Because I did not have information about blackout drinking. I did not know that term. Yet, I never could remember what happened after the 2nd drink. I am almost embarrassed to tell you how bad a drinker I was, something in my Irishness tells me I should have been better at it. I was not a good drinker.
So, not knowing what was happening to me, I concocted this elaborate story about it. I began to convince myself I had multiple personalities. I had separate identity information created for my alter-ego, whom I named Herbert J. Schwartz, and called him the little Jewish bastard who got me into trouble all the time. Herbie, damn him!
Many of my arrests, which all happened when I was drinking, were under that name. That is why I was able to evade arrest for many of the warrants I had out until statutes ran on them, or close to it. Another story for another day.
But, I was convinced that if “they” (whoever that is) ever found out, I would end up in Patton or Camarillo for the rest of my days. Crazy as hell!
Only this is how intrinsically linked my denial was. When my counselor suggested I see if I could be restored to sanity, I was aghast! It just wasn’t that simple! She did not understand! So, Step 3 was a dead end.
At about a year of recovery, I realized that Herbie, that crazy party guy, had not made himself known for a year! Wow! What a great coincidence! Only I knew it wasn’t.
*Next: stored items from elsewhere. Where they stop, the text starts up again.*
//! # Shell Commands Module
//!
//! One function per shell command. Each takes the session and its parsed
//! arguments and returns an [`Out`].
//!
//! ## Command Organization
//! ```text
//! commands/
//! ├── mod.rs       ◄─── You are here (dispatch)
//! ├── product.rs   ◄─── product add|edit|delete|list|restock|stats
//! ├── cart.rs      ◄─── cart add|set|remove|show|clear
//! ├── sale.rs      ◄─── pay, transaction list|show|delete|stats
//! ├── purchase.rs  ◄─── purchase add|list|delete|stats
//! ├── expense.rs   ◄─── expense add|list|delete|stats
//! ├── journal.rs   ◄─── journal add|list|delete|trial-balance|accounts
//! └── report.rs    ◄─── report summary|accounts|income|balance|cashflow|dashboard
//! ```
//!
//! ## How Commands Work
//! ```text
//! ┌─────────────────────────────────────────────────────────────────────────┐
//! │                    Shell Command Flow                                   │
//! │                                                                         │
//! │  warung> cart add "Kopi Susu" --qty 2                                   │
//! │         │                                                               │
//! │         │ (shell::split_line + clap)                                    │
//! │         ▼                                                               │
//! │  ShellCommand::Cart(CartCommand::Add { product, qty })                  │
//! │         │                                                               │
//! │         │ (execute)                                                     │
//! │         ▼                                                               │
//! │  cart::add(&mut Session, product, qty) -> CliResult<Out>                │
//! │         │                                                               │
//! │         ▼                                                               │
//! │  Out { message, data } ──► text, or JSON under --json                   │
//! └─────────────────────────────────────────────────────────────────────────┘
//! ```

pub mod cart;
pub mod expense;
pub mod journal;
pub mod product;
pub mod purchase;
pub mod report;
pub mod sale;

use tracing::debug;
use warung_store::seed_demo;

use crate::args::{
    CartCommand, ExpenseCommand, JournalCommand, ProductCommand, PurchaseCommand, ReportCommand,
    ShellCommand, TransactionCommand,
};
use crate::error::CliResult;
use crate::output::Out;
use crate::state::Session;

/// Runs one parsed command against the session.
pub fn execute(session: &mut Session, command: ShellCommand) -> CliResult<Out> {
    debug!(?command, "Executing command");

    match command {
        ShellCommand::Product(cmd) => match cmd {
            ProductCommand::Add(args) => product::add(session, args),
            ProductCommand::Edit(args) => product::edit(session, args),
            ProductCommand::Delete { product } => product::delete(session, &product),
            ProductCommand::List { query, low_stock } => {
                product::list(session, query.as_deref(), low_stock)
            }
            ProductCommand::Restock { product, quantity } => {
                product::restock(session, &product, quantity)
            }
            ProductCommand::Stats => product::stats(session),
        },

        ShellCommand::Cart(cmd) => match cmd {
            CartCommand::Add { product, qty } => cart::add(session, &product, qty),
            CartCommand::Set { product, quantity } => cart::set(session, &product, quantity),
            CartCommand::Remove { product } => cart::remove(session, &product),
            CartCommand::Show => cart::show(session),
            CartCommand::Clear => cart::clear(session),
        },

        ShellCommand::Pay(args) => sale::pay(session, args),

        ShellCommand::Transaction(cmd) => match cmd {
            TransactionCommand::List(args) => sale::list(session, &args),
            TransactionCommand::Show { id } => sale::show(session, &id),
            TransactionCommand::Delete { id } => sale::delete(session, &id),
            TransactionCommand::Stats(args) => sale::stats(session, &args),
        },

        ShellCommand::Purchase(cmd) => match cmd {
            PurchaseCommand::Add(args) => purchase::add(session, args),
            PurchaseCommand::List(args) => purchase::list(session, &args),
            PurchaseCommand::Delete { id } => purchase::delete(session, &id),
            PurchaseCommand::Stats(args) => purchase::stats(session, &args),
        },

        ShellCommand::Expense(cmd) => match cmd {
            ExpenseCommand::Add(args) => expense::add(session, args),
            ExpenseCommand::List(args) => expense::list(session, &args),
            ExpenseCommand::Delete { id } => expense::delete(session, &id),
            ExpenseCommand::Stats(args) => expense::stats(session, &args),
        },

        ShellCommand::Journal(cmd) => match cmd {
            JournalCommand::Add(args) => journal::add(session, args),
            JournalCommand::List(args) => journal::list(session, &args),
            JournalCommand::Delete { id } => journal::delete(session, &id),
            JournalCommand::TrialBalance(args) => journal::trial_balance(session, &args),
            JournalCommand::Accounts => journal::accounts(),
        },

        ShellCommand::Report(cmd) => match cmd {
            ReportCommand::Summary(p) => report::summary(session, p.period),
            ReportCommand::Accounts(p) => report::accounts(session, p.period),
            ReportCommand::Income(p) => report::income(session, p.period),
            ReportCommand::Balance(p) => report::balance(session, p.period),
            ReportCommand::Cashflow(p) => report::cash_flow(session, p.period),
            ReportCommand::Dashboard => report::dashboard(session),
        },

        ShellCommand::Seed => seed(session),

        ShellCommand::Exit => Ok(Out::message("Sampai jumpa!")),
    }
}

fn seed(session: &mut Session) -> CliResult<Out> {
    let today = session.today();
    let summary = seed_demo(session.books_mut(), today)?;
    let message = format!(
        "Demo data loaded: {} products, {} purchases, {} sales, {} expenses, {} journal entries",
        summary.products,
        summary.purchases,
        summary.transactions,
        summary.expenses,
        summary.journal_entries
    );
    Out::new(message, &summary)
}
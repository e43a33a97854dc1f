use std::process::ExitCode;

use clap::Parser;
use tracing::{debug, trace};
use tracing_subscriber::filter::LevelFilter;
use tracing_subscriber::EnvFilter;
use warung_cli::Args;

fn main() -> ExitCode {
    let args = Args::parse();
    let log_level = args.common().log_level();
    init_logger(log_level);
    debug!("Log level set to {}", log_level.to_string().to_lowercase());
    trace!("{args:?}");

    match warung_cli::run(args) {
        Ok(()) => ExitCode::SUCCESS,
        Err(e) => {
            debug!("Exiting with error: {e:?}");
            eprintln!("error: {e:#}");
            ExitCode::FAILURE
        }
    }
}

/// Initializes the tracing subscriber. RUST_LOG wins when set; otherwise
/// `level` applies to the warung crates only.
fn init_logger(level: LevelFilter) {
    let filter = match std::env::var("RUST_LOG").ok() {
        Some(_) => EnvFilter::from_default_env(),
        None => EnvFilter::new(
            ["warung_core", "warung_store", "warung_cli", env!("CARGO_BIN_NAME")]
                .iter()
                .map(|target| format!("{}={}", target, level))
                .collect::<Vec<_>>()
                .join(","),
        ),
    };

    tracing_subscriber::fmt()
        .with_env_filter(filter)
        .with_writer(std::io::stderr)
        .init();
}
And I began my journey into faith. But my skepticism has remained with me. Denial is my companion in so many ways to this day. It lessens each time I trust that I am out of ideas and miracles occur where I saw only doom. I have never gone hungry, nor have I been homeless or completely destitute.
I have been loved, cherished, fed, housed, sheltered, and even thrived when all seemed hopeless and my feeble ego could not find the way out of things. I have walked through incredible fear to do things others thought were courageous. It didn’t feel that way.
I have never been completely alone. I am a person who values a great amount of solitude, more all the time. But I have been called out into the light time after time, and I feel an immense sense of presence nearly every minute of every day.
My life continues to manifest solutions that were impossible, which is what I call miraculous. And every day, it seems at least, I have my doubts. But my faith has far outgrown them, at least that is true today.